In my Governance thinking commercial factors is an element in my five piece SharePoint Governance Kit.
So what are the reasons to include commercial factors in a SharePoint governance concept and what are those factors?
By the way such kind of Governance aspects are not limited to SharePoint, but to all kind of enterprise information systems, where you may have the need to govern the lifecycle.
So what aspects should be included?
- Cost allocation
- Service Level Agreements and Operational level agreements
- Build or buy decisions
- Contractor selection
Basically five areas from my point of view, so let me introduce them one by one.
Who pays for the whole thing or is it free?
Depending on your companies strategy, you may provide SharePoint services for free or charge your internal customers.

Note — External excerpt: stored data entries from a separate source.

//! Aggregate recomputation
//!
//! After any variant mutation the product's `stock_quantity` is rewritten as
//! the sum of its active rows, and the `variants` JSON snapshot is rebuilt
//! from the same rows. Both writes happen inside the caller's transaction.

use shared::models::{ProductVariant, VariantMap};
use sqlx::SqliteConnection;

use crate::db::repository::{product, variant};

use super::error::{StockError, StockResult};

/// Outcome of one recomputation
#[derive(Debug, Clone, Copy, PartialEq, Eq)]
pub struct Aggregation {
    pub product_id: i64,
    pub previous: i64,
    pub stock_quantity: i64,
}

impl Aggregation {
    pub fn drift(&self) -> i64 {
        self.stock_quantity - self.previous
    }
}

/// Sum and snapshot of the active rows.
///
/// `None` when the product has no rows at all. Rows that are all inactive
/// sum to zero with an empty snapshot.
pub fn summarize(rows: &[ProductVariant]) -> StockResult<Option<(i64, VariantMap)>> {
    if rows.is_empty() {
        return Ok(None);
    }

    let mut total: i64 = 0;
    let mut map = VariantMap::new();
    for row in rows.iter().filter(|r| r.is_active) {
        let quantity = row.stock_quantity.max(0);
        total = total.checked_add(quantity).ok_or_else(|| {
            StockError::invalid(format!(
                "stock total overflow for product {}",
                row.product_id
            ))
        })?;
        map.entry(row.color.clone())
            .or_default()
            .insert(row.size.clone(), quantity);
    }
    Ok(Some((total, map)))
}

/// Recompute and persist a product's aggregate from its active rows.
///
/// Products that never had rows keep their aggregate as the source of
/// truth. Once rows exist the aggregate always follows them, so a product
/// whose rows are all inactive drops to zero.
pub async fn recompute(
    conn: &mut SqliteConnection,
    product_id: i64,
    now: i64,
) -> StockResult<Aggregation> {
    let record = product::find_by_id(&mut *conn, product_id)
        .await?
        .ok_or(StockError::NotFound(product_id))?;
    let rows = variant::find_by_product(&mut *conn, product_id).await?;
    let previous = record.stock_quantity;

    let (stock_quantity, snapshot) = match summarize(&rows)? {
        Some((total, map)) if map.is_empty() => (total, None),
        Some((total, map)) => {
            let json = serde_json::to_string(&map).map_err(|e| StockError::Database(e.to_string()))?;
            (total, Some(json))
        }
        None => (previous, None),
    };

    product::write_stock(&mut *conn, product_id, stock_quantity, snapshot.as_deref(), now).await?;

    if stock_quantity != previous {
        tracing::debug!(
            product_id,
            previous,
            stock_quantity,
            "Aggregate stock recomputed"
        );
    }

    Ok(Aggregation {
        product_id,
        previous,
        stock_quantity,
    })
}
//! Authentication middleware

use axum::{
    extract::{Request, State},
    middleware::Next,
    response::Response,
};

use crate::AppError;
use crate::auth::{CurrentUser, JwtError, JwtService};
use crate::core::ServerState;
use crate::security_log;

/// Map a token validation failure to the API error
pub(crate) fn token_error(e: &JwtError) -> AppError {
    match e {
        JwtError::ExpiredToken => AppError::token_expired(),
        _ => AppError::invalid_token("Invalid token"),
    }
}

/// Require a valid bearer token on every `/api/` route.
///
/// Inserts [`CurrentUser`] into the request extensions. `OPTIONS` (CORS
/// preflight) and non-API paths such as `/health` pass through.
pub async fn require_auth(
    State(state): State<ServerState>,
    mut req: Request,
    next: Next,
) -> Result<Response, AppError> {
    if req.method() == http::Method::OPTIONS || !req.uri().path().starts_with("/api/") {
        return Ok(next.run(req).await);
    }

    let auth_header = req
        .headers()
        .get(http::header::AUTHORIZATION)
        .and_then(|h| h.to_str().ok());

    let token = match auth_header {
        Some(header) => JwtService::extract_from_header(header)
            .ok_or_else(|| AppError::invalid_token("Invalid authorization header"))?,
        None => {
            security_log!("WARN", "auth_missing", uri = format!("{:?}", req.uri()));
            return Err(AppError::unauthorized());
        }
    };

    let claims = state.get_jwt_service().validate_token(token).map_err(|e| {
        security_log!(
            "WARN",
            "auth_failed",
            error = format!("{}", e),
            uri = format!("{:?}", req.uri())
        );
        token_error(&e)
    })?;
    let user = CurrentUser::try_from(claims)
        .map_err(|e| AppError::invalid_token(format!("Malformed JWT claims: {}", e)))?;

    req.extensions_mut().insert(user);
    Ok(next.run(req).await)
}

/// Require one permission; mount after [`require_auth`].
///
/// ```ignore
/// Router::new()
///     .route("/adjust", post(handler::adjust))
///     .layer(middleware::from_fn(require_permission(permissions::STOCK_ADJUST)));
/// ```
pub fn require_permission(
    permission: &'static str,
) -> impl Fn(
    Request,
    Next,
) -> std::pin::Pin<Box<dyn std::future::Future<Output = Result<Response, AppError>> + Send>>
+ Clone {
    move |req: Request, next: Next| {
        Box::pin(async move {
            let user = req
                .extensions()
                .get::<CurrentUser>()
                .ok_or(AppError::unauthorized())?;

            if !user.has_permission(permission) {
                security_log!(
                    "WARN",
                    "permission_denied",
                    user_id = user.id,
                    username = user.username.clone(),
                    required_permission = permission
                );
                return Err(AppError::forbidden(format!(
                    "Permission denied: {}",
                    permission
                )));
            }

            Ok(next.run(req).await)
        })
    }
}
//! Database Module
//!
//! Handles SQLite connection pool and migrations

pub mod repository;

use crate::utils::AppError;
use sqlx::SqlitePool;
use sqlx::sqlite::{SqliteConnectOptions, SqliteJournalMode, SqlitePoolOptions, SqliteSynchronous};
use std::str::FromStr;
use std::time::Duration;

/// Writers wait this long for SQLite's write lock before failing with BUSY
const BUSY_TIMEOUT: Duration = Duration::from_secs(5);

/// Database service, owns the SQLite connection pool
#[derive(Clone, Debug)]
pub struct DbService {
    pub pool: SqlitePool,
}

impl DbService {
    /// Open (or create) the database file with WAL mode and apply migrations
    pub async fn new(db_path: &str) -> Result<Self, AppError> {
        let options = SqliteConnectOptions::from_str(&format!("sqlite:{db_path}"))
            .map_err(|e| AppError::database(format!("Invalid database path: {e}")))?
            .create_if_missing(true)
            .journal_mode(SqliteJournalMode::Wal)
            .synchronous(SqliteSynchronous::Normal)
            .busy_timeout(BUSY_TIMEOUT)
            .foreign_keys(true)
            .optimize_on_close(true, None);

        let pool = SqlitePoolOptions::new()
            .max_connections(5)
            .connect_with(options)
            .await
            .map_err(|e| AppError::database(format!("Failed to open database: {e}")))?;

        tracing::info!(
            path = %db_path,
            busy_timeout_ms = BUSY_TIMEOUT.as_millis() as u64,
            "Database connection established (SQLite WAL)"
        );

        Self::migrate(&pool).await?;
        Ok(Self { pool })
    }

    /// Private in-memory database (single connection), used by tests and demos
    pub async fn in_memory() -> Result<Self, AppError> {
        let options = SqliteConnectOptions::from_str("sqlite::memory:")
            .map_err(|e| AppError::database(format!("Invalid database url: {e}")))?
            .foreign_keys(true);

        // Every connection to :memory: is a separate database, so the pool
        // must keep exactly one connection alive for its whole life.
        let pool = SqlitePoolOptions::new()
            .max_connections(1)
            .min_connections(1)
            .idle_timeout(None)
            .max_lifetime(None)
            .connect_with(options)
            .await
            .map_err(|e| AppError::database(format!("Failed to open database: {e}")))?;

        Self::migrate(&pool).await?;
        Ok(Self { pool })
    }

    async fn migrate(pool: &SqlitePool) -> Result<(), AppError> {
        sqlx::migrate!("./migrations")
            .set_ignore_missing(true)
            .run(pool)
            .await
            .map_err(|e| AppError::database(format!("Failed to apply migrations: {e}")))?;
        tracing::info!("Database migrations applied");
        Ok(())
    }
}
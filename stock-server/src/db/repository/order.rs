//! Checkout Order Repository

use super::RepoResult;
use shared::models::{Order, OrderDetail, OrderItem};
use sqlx::{Executor, Sqlite, SqlitePool};

/// Order line to insert
#[derive(Debug, Clone)]
pub struct NewOrderItem<'a> {
    pub product_id: i64,
    pub product_name: &'a str,
    pub color: Option<&'a str>,
    pub size: Option<&'a str>,
    pub quantity: i64,
    pub unit_price: i64,
    pub line_total: i64,
}

pub async fn insert_order(
    tx: &mut sqlx::Transaction<'_, sqlx::Sqlite>,
    order: &Order,
    items: &[NewOrderItem<'_>],
) -> RepoResult<()> {
    sqlx::query(
        "INSERT INTO customer_order (id, sale_id, customer_name, customer_email, total, item_count, status, created_by, created_at) VALUES (?, ?, ?, ?, ?, ?, ?, ?, ?)",
    )
    .bind(order.id)
    .bind(&order.sale_id)
    .bind(&order.customer_name)
    .bind(&order.customer_email)
    .bind(order.total)
    .bind(order.item_count)
    .bind(&order.status)
    .bind(order.created_by)
    .bind(order.created_at)
    .execute(&mut **tx)
    .await?;

    for item in items {
        sqlx::query(
            "INSERT INTO order_item (order_id, product_id, product_name, color, size, quantity, unit_price, line_total) VALUES (?, ?, ?, ?, ?, ?, ?, ?)",
        )
        .bind(order.id)
        .bind(item.product_id)
        .bind(item.product_name)
        .bind(item.color)
        .bind(item.size)
        .bind(item.quantity)
        .bind(item.unit_price)
        .bind(item.line_total)
        .execute(&mut **tx)
        .await?;
    }
    Ok(())
}

pub async fn find_by_id(pool: &SqlitePool, id: i64) -> RepoResult<Option<OrderDetail>> {
    let order = sqlx::query_as::<_, Order>(
        "SELECT id, sale_id, customer_name, customer_email, total, item_count, status, created_by, created_at FROM customer_order WHERE id = ?",
    )
    .bind(id)
    .fetch_optional(pool)
    .await?;

    let Some(order) = order else {
        return Ok(None);
    };
    let items = find_items(pool, order.id).await?;
    Ok(Some(OrderDetail { order, items }))
}

pub async fn find_by_sale_id<'e, E>(executor: E, sale_id: &str) -> RepoResult<Option<Order>>
where
    E: Executor<'e, Database = Sqlite>,
{
    let order = sqlx::query_as::<_, Order>(
        "SELECT id, sale_id, customer_name, customer_email, total, item_count, status, created_by, created_at FROM customer_order WHERE sale_id = ?",
    )
    .bind(sale_id)
    .fetch_optional(executor)
    .await?;
    Ok(order)
}

async fn find_items(pool: &SqlitePool, order_id: i64) -> RepoResult<Vec<OrderItem>> {
    let items = sqlx::query_as::<_, OrderItem>(
        "SELECT id, order_id, product_id, product_name, color, size, quantity, unit_price, line_total FROM order_item WHERE order_id = ? ORDER BY id",
    )
    .bind(order_id)
    .fetch_all(pool)
    .await?;
    Ok(items)
}
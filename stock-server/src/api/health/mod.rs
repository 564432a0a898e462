//! Health check
//!
//! | Path | Method | Auth |
//! |------|--------|------|
//! | /health | GET | none |

use std::time::Instant;

use axum::{Json, Router, extract::State, routing::get};
use serde::Serialize;

use crate::core::ServerState;

pub fn router() -> Router<ServerState> {
    Router::new().route("/health", get(health))
}

#[derive(Debug, Serialize)]
pub struct HealthResponse {
    /// ok | degraded
    status: &'static str,
    version: &'static str,
    database: CheckResult,
}

#[derive(Debug, Serialize)]
pub struct CheckResult {
    /// ok | error
    status: &'static str,
    #[serde(skip_serializing_if = "Option::is_none")]
    latency_ms: Option<u64>,
    #[serde(skip_serializing_if = "Option::is_none")]
    message: Option<String>,
}

async fn check_database(state: &ServerState) -> CheckResult {
    let start = Instant::now();
    match sqlx::query("SELECT 1").execute(&state.db.pool).await {
        Ok(_) => CheckResult {
            status: "ok",
            latency_ms: Some(start.elapsed().as_millis() as u64),
            message: None,
        },
        Err(e) => {
            tracing::error!(error = %e, "Health check: database unreachable");
            CheckResult {
                status: "error",
                latency_ms: None,
                message: Some(e.to_string()),
            }
        }
    }
}

/// GET /health
async fn health(State(state): State<ServerState>) -> Json<HealthResponse> {
    let database = check_database(&state).await;
    let status = if database.status == "ok" { "ok" } else { "degraded" };

    Json(HealthResponse {
        status,
        version: env!("CARGO_PKG_VERSION"),
        database,
    })
}
//! Error types and API response structures

use super::codes::ErrorCode;
use http::StatusCode;
use serde::{Deserialize, Serialize};
use serde_json::Value;
use std::collections::HashMap;
use thiserror::Error;

/// Application error with structured error code and details
///
/// This is the primary error type at the API boundary, providing:
/// - Standardized error codes via [`ErrorCode`]
/// - Human-readable messages
/// - Optional structured details (shortfall lists, offending fields)
#[derive(Debug, Clone, Error)]
#[error("{message}")]
pub struct AppError {
    /// The error code identifying the type of error
    pub code: ErrorCode,
    /// Human-readable error message
    pub message: String,
    /// Optional additional details (field-level errors, context, etc.)
    pub details: Option<HashMap<String, Value>>,
}

impl AppError {
    /// Create a new error with the default message for the error code
    pub fn new(code: ErrorCode) -> Self {
        Self {
            message: code.message().to_string(),
            code,
            details: None,
        }
    }

    /// Create a new error with a custom message
    pub fn with_message(code: ErrorCode, message: impl Into<String>) -> Self {
        Self {
            code,
            message: message.into(),
            details: None,
        }
    }

    /// Add a detail entry to this error
    pub fn with_detail(mut self, key: impl Into<String>, value: impl Into<Value>) -> Self {
        self.details
            .get_or_insert_with(HashMap::new)
            .insert(key.into(), value.into());
        self
    }

    /// Get the HTTP status code for this error
    pub fn http_status(&self) -> StatusCode {
        self.code.http_status()
    }

    // ==================== Convenience constructors ====================

    /// Create a validation error
    pub fn validation(msg: impl Into<String>) -> Self {
        Self::with_message(ErrorCode::ValidationFailed, msg)
    }

    /// Create a not found error
    pub fn not_found(resource: impl Into<String>) -> Self {
        let r = resource.into();
        Self::with_message(ErrorCode::NotFound, format!("{} not found", r))
            .with_detail("resource", r)
    }

    /// Create a not authenticated error
    pub fn not_authenticated() -> Self {
        Self::new(ErrorCode::NotAuthenticated)
    }

    /// Create a permission denied error
    pub fn permission_denied(msg: impl Into<String>) -> Self {
        Self::with_message(ErrorCode::PermissionDenied, msg)
    }

    /// Create an internal error
    pub fn internal(msg: impl Into<String>) -> Self {
        Self::with_message(ErrorCode::InternalError, msg)
    }

    /// Create a database error
    pub fn database(msg: impl Into<String>) -> Self {
        Self::with_message(ErrorCode::DatabaseError, msg)
    }

    /// Create an invalid request error
    pub fn invalid(msg: impl Into<String>) -> Self {
        Self::with_message(ErrorCode::InvalidRequest, msg)
    }

    /// Create an invalid token error
    pub fn invalid_token(msg: impl Into<String>) -> Self {
        Self::with_message(ErrorCode::TokenInvalid, msg)
    }

    /// Create a token expired error
    pub fn token_expired() -> Self {
        Self::new(ErrorCode::TokenExpired)
    }

    /// Create an unauthorized error (alias for not_authenticated)
    pub fn unauthorized() -> Self {
        Self::new(ErrorCode::NotAuthenticated)
    }

    /// Create a forbidden error (alias for permission_denied)
    pub fn forbidden(msg: impl Into<String>) -> Self {
        Self::with_message(ErrorCode::PermissionDenied, msg)
    }
}

/// Unified API response structure
///
/// Provides a consistent response format for all API endpoints:
/// - `code`: Error code (0 for success)
/// - `message`: Human-readable message
/// - `data`: Response payload (on success)
/// - `details`: Additional error details (on failure)
#[derive(Debug, Clone, Serialize, Deserialize)]
pub struct ApiResponse<T> {
    /// Error code (0 for success, non-zero for errors)
    #[serde(skip_serializing_if = "Option::is_none")]
    pub code: Option<u16>,
    /// Human-readable message
    pub message: String,
    /// Response data (present on success)
    #[serde(skip_serializing_if = "Option::is_none")]
    pub data: Option<T>,
    /// Additional error details (present on failure)
    #[serde(skip_serializing_if = "Option::is_none")]
    pub details: Option<HashMap<String, Value>>,
}

impl<T> ApiResponse<T> {
    /// Create a success response with data
    pub fn success(data: T) -> Self {
        Self {
            code: Some(0),
            message: "OK".to_string(),
            data: Some(data),
            details: None,
        }
    }
}

impl ApiResponse<()> {
    /// Create a success response without data
    pub fn ok() -> Self {
        Self {
            code: Some(0),
            message: "OK".to_string(),
            data: None,
            details: None,
        }
    }

    /// Create an error response from an AppError
    pub fn error(err: &AppError) -> Self {
        Self {
            code: Some(err.code.code()),
            message: err.message.clone(),
            data: None,
            details: err.details.clone(),
        }
    }
}

impl<T> From<AppError> for ApiResponse<T> {
    fn from(err: AppError) -> Self {
        Self {
            code: Some(err.code.code()),
            message: err.message,
            data: None,
            details: err.details,
        }
    }
}

/// Type alias for Result with AppError
pub type AppResult<T> = Result<T, AppError>;

// ===== Axum Integration =====

impl axum::response::IntoResponse for AppError {
    fn into_response(self) -> axum::response::Response {
        use axum::Json;

        let status = self.http_status();
        let body = ApiResponse::<()>::error(&self);

        // Log system errors
        if matches!(self.code.category(), super::category::ErrorCategory::System) {
            tracing::error!(
                code = %self.code,
                message = %self.message,
                "System error occurred"
            );
        }

        (status, Json(body)).into_response()
    }
}

impl<T: Serialize> axum::response::IntoResponse for ApiResponse<T> {
    fn into_response(self) -> axum::response::Response {
        use axum::Json;

        let status = match self.code {
            Some(0) | None => http::StatusCode::OK,
            Some(code) => ErrorCode::try_from(code)
                .map(|c| c.http_status())
                .unwrap_or(http::StatusCode::INTERNAL_SERVER_ERROR),
        };

        (status, Json(self)).into_response()
    }
}
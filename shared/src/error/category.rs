//! Error category classification

use super::codes::ErrorCode;
use serde::{Deserialize, Serialize};

/// Error category classification based on error code ranges
///
/// Categories are determined by the leading digit of the error code:
/// - 0xxx: General errors
/// - 1xxx: Authentication errors
/// - 2xxx: Permission errors
/// - 4xxx: Sale errors
/// - 6xxx: Product / stock errors
/// - 9xxx: System errors
///
/// Unassigned ranges fall back to `General`.
#[derive(Debug, Clone, Copy, PartialEq, Eq, Hash, Serialize, Deserialize)]
#[serde(rename_all = "snake_case")]
pub enum ErrorCategory {
    /// General errors (0xxx)
    General,
    /// Authentication errors (1xxx)
    Auth,
    /// Permission errors (2xxx)
    Permission,
    /// Sale errors (4xxx)
    Sale,
    /// Product / stock errors (6xxx)
    Stock,
    /// System errors (9xxx)
    System,
}

impl ErrorCategory {
    /// Determine category from error code value
    pub fn from_code(code: u16) -> Self {
        match code {
            1000..2000 => Self::Auth,
            2000..3000 => Self::Permission,
            4000..5000 => Self::Sale,
            6000..7000 => Self::Stock,
            9000.. => Self::System,
            _ => Self::General,
        }
    }

    /// Get the string name for this category
    pub fn name(&self) -> &'static str {
        match self {
            Self::General => "general",
            Self::Auth => "auth",
            Self::Permission => "permission",
            Self::Sale => "sale",
            Self::Stock => "stock",
            Self::System => "system",
        }
    }
}

impl ErrorCode {
    /// Get the category for this error code
    pub fn category(&self) -> ErrorCategory {
        ErrorCategory::from_code(self.code())
    }
}
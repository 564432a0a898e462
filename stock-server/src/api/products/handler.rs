//! Product API Handlers

use axum::{
    Json,
    extract::{Path, State},
};
use shared::models::{Product, ProductCreate, ProductUpdate};

use crate::auth::CurrentUser;
use crate::core::ServerState;
use crate::utils::AppResult;
use crate::utils::validation::validate_payload;

/// GET /api/products - active and inactive products, deleted ones hidden
pub async fn list(State(state): State<ServerState>) -> AppResult<Json<Vec<Product>>> {
    let products = state.stock.list_products().await?;
    Ok(Json(products))
}

/// GET /api/products/{id}
pub async fn get_by_id(
    State(state): State<ServerState>,
    Path(id): Path<i64>,
) -> AppResult<Json<Product>> {
    let product = state.stock.get_product(id).await?;
    Ok(Json(product))
}

/// POST /api/products
pub async fn create(
    State(state): State<ServerState>,
    user: CurrentUser,
    Json(payload): Json<ProductCreate>,
) -> AppResult<Json<Product>> {
    validate_payload(&payload)?;
    let product = state.stock.create_product(&payload).await?;

    tracing::info!(product_id = product.id, user = %user.username, "Product created via API");
    Ok(Json(product))
}

/// PUT /api/products/{id}
pub async fn update(
    State(state): State<ServerState>,
    Path(id): Path<i64>,
    Json(payload): Json<ProductUpdate>,
) -> AppResult<Json<Product>> {
    validate_payload(&payload)?;
    let product = state.stock.update_product(id, &payload).await?;
    Ok(Json(product))
}

/// DELETE /api/products/{id} - soft delete
pub async fn delete(
    State(state): State<ServerState>,
    Path(id): Path<i64>,
) -> AppResult<Json<bool>> {
    state.stock.delete_product(id).await?;
    Ok(Json(true))
}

If you charge you customers, you need a proper cost allocation plan. This plan should give clear guidance what you charging plan is based on, whether it is based on site collections, web applications, content databases or something else. You can also use this tool to level wanted and unwanted elements and techniques just by price.
You also want to make sure that your internal customers will not out smart your system. So when you make them pay for each site collection, watch out for departments in your organisation that tries to run everything in a single site collection. In that sense make sure it plays well with all the other parts of your governance and please make sure your commercial governance rules fit your architectural decisions.
Service Level Agreements and Operational Level Agreements
SLAs and OLAs are important contractual documents you need to run your IT, no matter if its SharePoint or something else. You may want to make sure your customers know under what conditions they can rely on the service you are offering. But always keep in mind there will be situations, when your SLAs or OLAs does not reflect certain aspects or are in conflict.
What could be done here, is to create an overview and give your customers information, how certain action might influence SLAs. For example you may want to limit use of SharePoint Designer in your environment, but are not willing to turn it off globally because of some special requirements. So you can allow people use SharePoint Designer on their teamsite, but that would come with a degradation of SLAs. Make sure everybody understands that.
What ever you define here might influence your SLAs, sometimes tradeoffs are necessary. With such a properly designed rule set, you can make exceptions, but still have full control and confidence.
Build or buy decisions
Sometimes it is a good idea to build your own tools, sometimes it is better to buy them. Sometimes you like to buy or build something, that is already there, maybe only in a slightly different flavour.
By creating criteria, when to buy or to build things, you get more control on the evolution of your platform. Even if you do not want to come up with fixed criteria, yo may at least want to implement some kind of decision making process.
Licensing can be somtimes a critical issue. You may have provided SharePoint Standard licenses to everybody and Enterprise licenses dedicated only to certain groups or areas. In this section you lay out what licenses are used, what customization is possible and when the boundaries of a license is exceeded.
For example a small list for an online flea market for all employees is easy to create and cheap. If somebody comes up with the idea to enhance it with a small InfoPath form, this small and cheap thing suddenly requires an Enterprise license for eveybody in your organisation. Make sure those license based limitations are known by at least every site manager. Otherwise you may need to cut off functions.
Last but not least if you do have an enterprise size SharePoint deployment, it is very likely you also have some customization or custom development.
Everybody who does customization on your platform should understand your concept, architecture and governance rule set. You also want to make sure a certain level of quality.
You may also have some preferred, approved and already assessed contractors to do the job. So providing a list of approved contractors to your internal customers, may prevent your customer from hiring some guy to fix or build something and you will hopefully not end up with a whole bunch of contractors, messing around your platform.
So those are my reasons to include commercial factor in a governance concept. Even if you don’t think you need it, at least actively think about it.
Do you include commercial factors in a Govenance concept and what are those?